Своих приятельниц Аурика увидела сразу же, удовлетворенно отметив, что те стоят в окружении трех молодых людей пижонского типа. Издалека они показались ей воплощением мужественности и стиля. Отметив, что компания обратила на нее внимание, девушка радостно помахала им рукой и, втянув живот, чтобы казаться стройнее, направилась в их сторону.
– А вот и наш «крейсер «Аврора», – поприветствовал ее один из трех парней, оценивающе глядя на ее высокую грудь. – Что киль, что корма, – подмигнул он товарищам и протянул девушке руку, явно воодушевленный развязным хихиканьем ее подружек.
– Семен, – представился он оторопевшей Аурике и с силой потянул ее на себя.
За пять секунд компания оказалась разбита на парочки, о чем свидетельствовали быстрые и не в меру бурные объятия молодых людей. Аурика, оскорбленная приемом, с недоумением посмотрела на подруг, но ничего, кроме подленького злорадства, в их глазах не увидела.
– Как там тебя? – обратился к ней один из трех парней, имя которого девушке пока не было известно. – Ты, часом, не еврейка? А то – похоже.
Аурика, плохо понимая, что происходит, злобно поинтересовалась:
– А что? Есть какая-то разница?
– А нам – что еврейка, что грузинка, лишь цела бы серединка! – схохмил Семен, вызвав приступ хохота у своих товарищей, и обнял Аурику таким образом, что его правая рука снизу коснулась ее груди. – Ого! Что-то есть!
Девушка спокойно отвела руку молодого человека и, не отрывая глаз от подруг, с вызовом переспросила:
– Подержаться не за что?
Девчонки с пониманием переглянулись и хором зачирикали, противно растягивая слова:
– Аури-и-ика, ну, что-о-о ты-ы-ы! Ну, пусть ма-а-а-льчик потро-о-огает. Тебе что-о-о-о? Жа-а-алко?

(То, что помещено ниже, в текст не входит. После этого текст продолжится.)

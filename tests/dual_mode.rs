//! Conformance between the tree interpreter and the stack machine
//!
//! Every program here runs through both engines; `run_both` fails the
//! test if their values, errors or printed output differ.

use slate::test_support::{
    assert_eval_bool, assert_eval_error, assert_eval_int, assert_eval_value, disassemble, eval_both, output_of,
    run_both, run_both_with,
};
use slate::{compile, parse, run_source, Config, Error, EvalError, FrameInner, Interpreter, Mode, Value, Vm};

// ============================================================================
// Conformance corpus
// ============================================================================

mod corpus {
    use super::*;

    #[test]
    fn module_result_is_the_last_expression_statement() {
        assert_eval_int("1\nx = 2", 1);
        assert_eval_int("x = 2\nx * 3\ny = 0", 6);
    }

    #[test]
    fn program_without_expressions_yields_null() {
        assert_eval_value("x = 1", Value::Null);
        assert_eval_value("", Value::Null);
    }

    #[test]
    fn function_without_return_yields_null() {
        assert_eval_value("def f(): pass\nf()", Value::Null);
    }

    #[test]
    fn return_leaves_nested_blocks() {
        let src = "def f(n):\n    def g(): return n\n    return g() + 1\n    print 'unreachable'\nf(4)";
        let outcome = run_both(src);
        assert_eq!(outcome.result.unwrap(), Value::I64(5));
        assert_eq!(outcome.output, "");
    }

    #[test]
    fn closure_keeps_its_argument() {
        let src = "def adder(n):\n    def add(x): return x + n\n    return add\nplus3 = adder(3)\nplus3(4)";
        assert_eval_int(src, 7);
    }

    #[test]
    fn captures_thread_through_intermediate_functions() {
        let src = "\
def outer(a):
    def middle(b):
        def inner(c): return a * 100 + b * 10 + c
        return inner
    return middle
outer(1)(2)(3)";
        assert_eval_int(src, 123);
    }

    #[test]
    fn distinct_closures_do_not_share_state() {
        let src = "\
def make(n):
    def get(): return n
    return get
a = make(1)
b = make(2)
a() * 10 + b()";
        assert_eval_int(src, 12);
    }

    #[test]
    fn closure_takes_keyword_arguments() {
        let src = "def wrap(k):\n    def f(a, b=0): return a * k + b\n    return f\nwrap(10)(b=1, a=2)";
        assert_eval_int(src, 21);
    }

    #[test]
    fn globals_are_read_at_call_time() {
        assert_eval_int("g = 1\ndef f(): return g\ng = 5\nf()", 5);
    }

    #[test]
    fn assignment_in_a_function_is_local() {
        assert_eval_int("g = 1\ndef f():\n    g = 2\n    return g\nf() + g", 3);
    }

    #[test]
    fn recursion() {
        assert_eval_int("def fib(n): return n < 2 ? n : fib(n - 1) + fib(n - 2)\nfib(15)", 610);
    }

    #[test]
    fn mutual_recursion_through_globals() {
        let src = "\
def even(n): return n == 0 ? true : odd(n - 1)
def odd(n): return n == 0 ? false : even(n - 1)
even(10)";
        assert_eval_bool(src, true);
    }

    #[test]
    fn nested_function_calls_itself() {
        let src = "\
def outer(n):
    def count(k): return k == 0 ? 0 : 1 + count(k - 1)
    return count(n)
outer(12)";
        assert_eval_int(src, 12);
    }

    #[test]
    fn functions_are_values() {
        let src = "def twice(f, x): return f(f(x))\ndef inc(x): return x + 1\ntwice(inc, 5)";
        assert_eval_int(src, 7);
        assert_eq!(eval_both("def f(): pass\nf").to_string(), "<function f>");
    }

    #[test]
    fn logical_operators_return_the_deciding_operand() {
        assert_eval_int("0 || 5", 5);
        assert_eval_int("3 && 0", 0);
        assert_eval_int("2 and 7", 7);
        assert_eq!(eval_both("null or \"x\"").to_string(), "x");
        assert_eval_value("\"\" && 1", Value::str(""));
    }

    #[test]
    fn logical_operators_short_circuit() {
        let src = "def loud(x):\n    print x\n    return x\nloud(0) && loud(1)\nloud(2) || loud(3)";
        assert_eq!(output_of(src), "0\n2\n");
    }

    #[test]
    fn ternary_evaluates_one_branch() {
        let src = "def loud(x):\n    print x\n    return x\ntrue ? loud(1) : loud(2)";
        let outcome = run_both(src);
        assert_eq!(outcome.result.unwrap(), Value::I64(1));
        assert_eq!(outcome.output, "1\n");
    }

    #[test]
    fn chained_comparison_evaluates_the_middle_once() {
        let src = "def mid():\n    print 'm'\n    return 2\n1 < mid() < 3";
        let outcome = run_both(src);
        assert_eq!(outcome.result.unwrap(), Value::Bool(true));
        assert_eq!(outcome.output, "m\n");
    }

    #[test]
    fn chained_comparison_stops_at_the_first_failure() {
        let src = "def last():\n    print 'last'\n    return 9\n3 < 1 < last()";
        let outcome = run_both(src);
        assert_eq!(outcome.result.unwrap(), Value::Bool(false));
        assert_eq!(outcome.output, "");
    }

    #[test]
    fn print_formats() {
        assert_eq!(output_of("print"), "\n");
        assert_eq!(output_of("print 1, 2.5, 'c', \"s\", null, true"), "1 2.5 c s null true\n");
        assert_eq!(output_of("print 1,\nprint 2"), "1 2\n");
    }

    #[test]
    fn print_inside_functions_interleaves_in_order() {
        let src = "def f(x):\n    print 'in', x\n    return x * 2\nprint 'before'\nprint f(3)";
        assert_eq!(output_of(src), "before\nin 3\n6\n");
    }

    #[test]
    fn typed_assignment_runs_like_plain_assignment() {
        assert_eval_int("x: i64 = 4\nx + 1", 5);
    }
}

// ============================================================================
// Errors raised identically by both engines
// ============================================================================

mod errors {
    use super::*;

    #[test]
    fn unbound_name_suggests_close_spellings() {
        let err = assert_eval_error("count = 1\ncoutn + 1", |e| matches!(e, EvalError::UnboundName { .. }));
        assert_eq!(err.to_string(), "name 'coutn' is not defined");
        match err {
            EvalError::UnboundName { suggestions, .. } => assert_eq!(suggestions, ["count"]),
            other => panic!("unexpected {other:?}"),
        }
    }

    #[test]
    fn unbound_local_before_assignment() {
        let err = assert_eval_error(
            "def f():\n    x = x + 1\n    return x\nf()",
            |e| matches!(e, EvalError::UnboundLocal(_)),
        );
        assert_eq!(err.to_string(), "local variable 'x' referenced before assignment");
    }

    #[test]
    fn error_stops_the_program_after_earlier_output() {
        let outcome = run_both("print 'one'\nx = 1 / 0\nprint 'two'");
        assert_eq!(outcome.output, "one\n");
        assert!(matches!(outcome.result, Err(EvalError::DivideByZero(_))));
    }

    #[test]
    fn member_access_is_unsupported() {
        let err = assert_eval_error("x = 1\nx.y", |e| matches!(e, EvalError::Unsupported(_)));
        assert_eq!(err.to_string(), "member access is not supported");
    }

    #[test]
    fn indexing_is_unsupported() {
        let err = assert_eval_error("x = 1\nx[0]", |e| matches!(e, EvalError::Unsupported(_)));
        assert_eq!(err.to_string(), "indexing is not supported");
    }

    #[test]
    fn tuple_literal_is_unsupported() {
        let err = assert_eval_error("(1, 2)", |e| matches!(e, EvalError::Unsupported(_)));
        assert_eq!(err.to_string(), "tuple literal is not supported");
    }

    #[test]
    fn unsupported_code_that_never_runs_is_harmless() {
        assert_eval_int("def f(x): return x.field\n3", 3);
    }

    #[test]
    fn runaway_recursion_hits_the_limit() {
        let config = Config::default().with_max_call_depth(50);
        let outcome = run_both_with("def f(n): return f(n + 1)\nf(0)", config);
        let err = outcome.result.unwrap_err();
        assert!(matches!(err, EvalError::RecursionLimit(50)));
        assert_eq!(err.to_string(), "maximum recursion depth exceeded");
    }

    #[test]
    fn default_limit_holds_on_a_small_thread_stack() {
        let handle = std::thread::Builder::new()
            .stack_size(2 * 1024 * 1024)
            .spawn(|| {
                let deep = run_both("def d(n): return n <= 0 ? 0 : 1 + d(n - 1)\nd(195)");
                let runaway = run_both("def f(n): return f(n + 1)\nf(0)");
                (format!("{:?}", deep.result), runaway.result.err().map(|e| e.to_string()))
            })
            .unwrap();
        let (deep, runaway) = handle.join().unwrap();
        assert_eq!(deep, "Ok(i64(195))");
        assert_eq!(runaway.as_deref(), Some("maximum recursion depth exceeded"));
    }

    #[test]
    fn recursion_within_the_limit_succeeds() {
        let config = Config::default().with_max_call_depth(50);
        let outcome = run_both_with("def f(n): return n == 0 ? 0 : 1 + f(n - 1)\nf(40)", config);
        assert_eq!(outcome.result.unwrap(), Value::I64(40));
    }
}

// ============================================================================
// Calls across engines
// ============================================================================

mod cross_engine {
    use super::*;

    #[test]
    fn interpreter_calls_compiled_function() {
        let globals = FrameInner::new();
        let defs = parse("def f(x, y=10): return x * y\n", "<defs>").unwrap();
        let unit = compile(&defs).unwrap();
        Vm::with_globals(Config::default(), globals.clone()).run(&unit).unwrap();

        let call = parse("f(2) + f(1, y=3)", "<call>").unwrap();
        let value = Interpreter::with_globals(Config::default(), globals).run(&call).unwrap();
        assert_eq!(value, Value::I64(23));
    }

    #[test]
    fn compiled_code_calls_interpreted_closure() {
        let globals = FrameInner::new();
        let defs = parse("def scale(k):\n    def f(x): return x * k\n    return f\ntriple = scale(3)", "<defs>").unwrap();
        Interpreter::with_globals(Config::default(), globals.clone()).run(&defs).unwrap();

        let call = parse("triple(5) + triple(x=1)", "<call>").unwrap();
        let unit = compile(&call).unwrap();
        let value = Vm::with_globals(Config::default(), globals).run(&unit).unwrap();
        assert_eq!(value, Value::I64(18));
    }

    #[test]
    fn functions_pass_between_engines_as_arguments() {
        let globals = FrameInner::new();
        let apply = parse("def apply(f, x): return f(x) + 1", "<apply>").unwrap();
        Vm::with_globals(Config::default(), globals.clone())
            .run(&compile(&apply).unwrap())
            .unwrap();

        let use_it = parse("def sq(n): return n * n\napply(sq, 6)", "<use>").unwrap();
        let value = Interpreter::with_globals(Config::default(), globals).run(&use_it).unwrap();
        assert_eq!(value, Value::I64(37));
    }

    #[test]
    fn binding_errors_match_across_engines() {
        let globals = FrameInner::new();
        let defs = parse("def f(a): return a", "<defs>").unwrap();
        Vm::with_globals(Config::default(), globals.clone())
            .run(&compile(&defs).unwrap())
            .unwrap();

        let call = parse("f(1, a=2)", "<call>").unwrap();
        let err = Interpreter::with_globals(Config::default(), globals).run(&call).unwrap_err();
        assert_eq!(err.to_string(), "f() got multiple values for argument 'a'");
    }
}

// ============================================================================
// Entry points
// ============================================================================

mod entry_points {
    use super::*;

    #[test]
    fn run_source_in_each_mode() {
        for mode in [Mode::Interpret, Mode::Compile] {
            let value = run_source("def f(a, b=10): return a+b\nf(5)", mode, Config::default()).unwrap();
            assert_eq!(value, Value::I64(15), "{mode:?}");
        }
    }

    #[test]
    fn run_source_reports_syntax_errors() {
        let config = Config::default().with_source_name("bad.sl");
        let err = run_source("def f(a):\nreturn a\n", Mode::Compile, config).unwrap_err();
        assert!(matches!(err, Error::Syntax(_)));
        assert_eq!(err.to_string(), "expected indent near bad.sl(2,1)");
    }

    #[test]
    fn run_source_reports_evaluation_errors() {
        let err = run_source("7.0 / 0", Mode::Interpret, Config::default()).unwrap_err();
        assert!(matches!(err, Error::Eval(EvalError::DivideByZero(_))));
        assert_eq!(err.to_string(), "float division by zero");
    }

    #[test]
    fn disassembly_lists_nested_routines() {
        let listing = disassemble("def f(a): return a + 1\nf(2)").unwrap();
        assert!(listing.starts_with("routine "), "{listing}");
        assert!(listing.contains("MAKE_FUNCTION f defaults=0"), "{listing}");
        assert!(listing.contains("CALL 1"), "{listing}");
        assert!(listing.contains("  routine f"), "{listing}");
        assert!(listing.contains("BINARY +"), "{listing}");
        assert!(listing.contains("RETURN"), "{listing}");
    }

    #[test]
    fn disassembly_shows_keyword_names() {
        let listing = disassemble("def f(a, b=1): return b\nf(1, b=2)").unwrap();
        assert!(listing.contains("CALL 1 [b]"), "{listing}");
        assert!(listing.contains("MAKE_FUNCTION f defaults=1"), "{listing}");
    }
}
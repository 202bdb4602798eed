//! Function objects and their parameter shapes

use std::fmt;
use std::rc::Rc;

use crate::ast::{FunctionDef, Ident};
use crate::codegen::Routine;
use crate::frame::Frame;
use crate::value::Value;

/// Declared parameter shape of a function.
///
/// Catch-alls, when present, are the trailing one or two parameters
/// (list before map). `defaults` covers the tail of the plain region, so
/// the default for plain slot `i` is `defaults[i - required]`.
#[derive(Debug, Clone)]
pub struct Signature {
    pub name: Ident,
    pub params: Vec<Ident>,
    pub defaults: Vec<Value>,
    pub required: usize,
    pub list_catch_all: bool,
    pub map_catch_all: bool,
}

impl Signature {
    pub fn new(name: Ident, params: Vec<Ident>, defaults: Vec<Value>, list_catch_all: bool, map_catch_all: bool) -> Self {
        let plain = params.len() - usize::from(list_catch_all) - usize::from(map_catch_all);
        let required = plain.saturating_sub(defaults.len());
        debug_assert!(defaults.len() <= plain, "more defaults than plain parameters");
        Self {
            name,
            params,
            defaults,
            required,
            list_catch_all,
            map_catch_all,
        }
    }

    /// Plain parameters only, no defaults
    pub fn simple(name: &str, params: &[&str]) -> Self {
        Self::new(
            Rc::from(name),
            params.iter().map(|p| Rc::from(*p)).collect(),
            Vec::new(),
            false,
            false,
        )
    }

    pub fn declared(&self) -> usize {
        self.params.len()
    }

    /// Number of slots that take plain positional arguments
    pub fn positional_len(&self) -> usize {
        self.params.len() - usize::from(self.list_catch_all) - usize::from(self.map_catch_all)
    }

    pub fn list_slot(&self) -> Option<usize> {
        self.list_catch_all.then(|| self.positional_len())
    }

    pub fn map_slot(&self) -> Option<usize> {
        self.map_catch_all.then(|| self.params.len() - 1)
    }

    pub fn default_for(&self, index: usize) -> Option<&Value> {
        index.checked_sub(self.required).and_then(|i| self.defaults.get(i))
    }
}

/// A function created by executing a `def` in the tree interpreter
pub struct InterpretedFunction {
    pub signature: Signature,
    pub def: Rc<FunctionDef>,
    /// Live reference to the frame the `def` ran in
    pub frame: Frame,
}

/// A function created by the compiled backend
pub struct CompiledFunction {
    pub signature: Signature,
    pub routine: Rc<Routine>,
    /// Closed-over values, copied when the function was created
    pub captured: Rc<[Value]>,
    pub globals: Frame,
}

#[derive(Clone)]
pub enum Function {
    Interpreted(Rc<InterpretedFunction>),
    Compiled(Rc<CompiledFunction>),
}

impl Function {
    pub fn signature(&self) -> &Signature {
        match self {
            Function::Interpreted(f) => &f.signature,
            Function::Compiled(f) => &f.signature,
        }
    }

    pub fn name(&self) -> &str {
        &self.signature().name
    }

    pub fn ptr_eq(&self, other: &Function) -> bool {
        match (self, other) {
            (Function::Interpreted(a), Function::Interpreted(b)) => Rc::ptr_eq(a, b),
            (Function::Compiled(a), Function::Compiled(b)) => Rc::ptr_eq(a, b),
            _ => false,
        }
    }
}

impl fmt::Debug for Function {
    fn fmt(&self, f: &mut fmt::Formatter<'_>) -> fmt::Result {
        let kind = match self {
            Function::Interpreted(_) => "interpreted",
            Function::Compiled(_) => "compiled",
        };
        write!(f, "<{kind} function {}>", self.name())
    }
}
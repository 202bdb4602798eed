//! Token stream cursor: one token of lookahead, one of pushback,
//! and value snapshots for backtracking

use std::rc::Rc;

use crate::ast::{SourceMap, Span};
use crate::lexer::{Lexer, LexerState, SpannedToken, Token};

use super::error::{ParseResult, SyntaxError};

/// Restore point covering the lexer and the cursor's own buffers
#[derive(Debug, Clone)]
pub struct Snapshot {
    lexer: LexerState,
    current: SpannedToken,
    pushed: Option<SpannedToken>,
}

pub struct TokenCursor<'a> {
    lexer: Lexer<'a>,
    current: SpannedToken,
    /// Token displaced by `push_back`, handed out again before lexing resumes
    pushed: Option<SpannedToken>,
    map: SourceMap,
    source_name: Rc<str>,
}

impl<'a> TokenCursor<'a> {
    pub fn new(input: &'a str, source_name: &str) -> ParseResult<Self> {
        let map = SourceMap::new(input);
        let source_name: Rc<str> = Rc::from(source_name);
        let mut lexer = Lexer::new(input);
        let current = lexer
            .next_token()
            .map_err(|e| SyntaxError::from_lex(e, &map, &source_name))?;
        Ok(Self {
            lexer,
            current,
            pushed: None,
            map,
            source_name,
        })
    }

    pub fn source_name(&self) -> &Rc<str> {
        &self.source_name
    }

    // ========================================================================
    // Lookahead
    // ========================================================================

    pub fn peek(&self) -> &Token {
        &self.current.token
    }

    pub fn current_span(&self) -> Span {
        self.current.span.clone()
    }

    pub fn is_at_end(&self) -> bool {
        matches!(self.peek(), Token::Eof)
    }

    pub fn check(&self, token: &Token) -> bool {
        self.peek() == token
    }

    // ========================================================================
    // Consumption
    // ========================================================================

    /// Move to the next token and return the one just passed
    pub fn advance(&mut self) -> ParseResult<SpannedToken> {
        let next = match self.pushed.take() {
            Some(tok) => tok,
            None if self.is_at_end() => self.current.clone(),
            None => self
                .lexer
                .next_token()
                .map_err(|e| SyntaxError::from_lex(e, &self.map, &self.source_name))?,
        };
        Ok(std::mem::replace(&mut self.current, next))
    }

    /// Undo one `advance`: `token` becomes current again
    pub fn push_back(&mut self, token: SpannedToken) {
        let displaced = std::mem::replace(&mut self.current, token);
        self.pushed = Some(displaced);
    }

    pub fn match_token(&mut self, token: &Token) -> ParseResult<bool> {
        if self.check(token) {
            self.advance()?;
            Ok(true)
        } else {
            Ok(false)
        }
    }

    pub fn consume(&mut self, expected: Token) -> ParseResult<SpannedToken> {
        if self.check(&expected) {
            self.advance()
        } else {
            Err(self.unexpected(&format!("'{}'", expected.describe())))
        }
    }

    // ========================================================================
    // Backtracking
    // ========================================================================

    pub fn snapshot(&self) -> Snapshot {
        Snapshot {
            lexer: self.lexer.snapshot(),
            current: self.current.clone(),
            pushed: self.pushed.clone(),
        }
    }

    pub fn restore(&mut self, snapshot: Snapshot) {
        self.lexer.restore(snapshot.lexer);
        self.current = snapshot.current;
        self.pushed = snapshot.pushed;
    }

    // ========================================================================
    // Errors
    // ========================================================================

    pub fn error_at(&self, message: impl Into<String>, span: Span) -> SyntaxError {
        let construct = self.map.span_text(&span).to_string();
        SyntaxError::new(message, construct, span, &self.map, &self.source_name)
    }

    pub fn error_here(&self, message: impl Into<String>) -> SyntaxError {
        let mut err = self.error_at(message, self.current_span());
        if err.construct.is_empty() {
            err.construct = self.peek().describe();
        }
        err
    }

    pub fn unexpected(&self, expected: &str) -> SyntaxError {
        self.error_here(format!("expected {expected}, found '{}'", self.peek().describe()))
    }
}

Одобеску вытаращила глаза на бывших (это она сразу же решила) подруг и быстро нашлась, что ответить:
– А мальчику плохо не станет?
– Мальчику станет хорошо, – ответил за них Семен и ущипнул Аурику за попу.
От неожиданности она взвизгнула и залепила хаму затрещину.
– Ты что? Сдурела? – зашипел Семен и так сжал ее руку, что его собственные пальцы побелели от напряжения. Он явно был разгневан: знакомство приобретало какой-то неожиданно агрессивный оборот. – Ты чё руками-то машешь, корова?
– Отпусти руки, сволочь! – вошла в раж Аурика и, колыхнув грудью, прошипела ему прямо в лицо: – Руки отпусти, я сказала.
Семен, заметив, что на них обращают внимание, попробовал обернуть все в шутку и, в очередной раз подмигнув товарищам, агрессивно обнял девушку и со всхлипом впился в ее губы.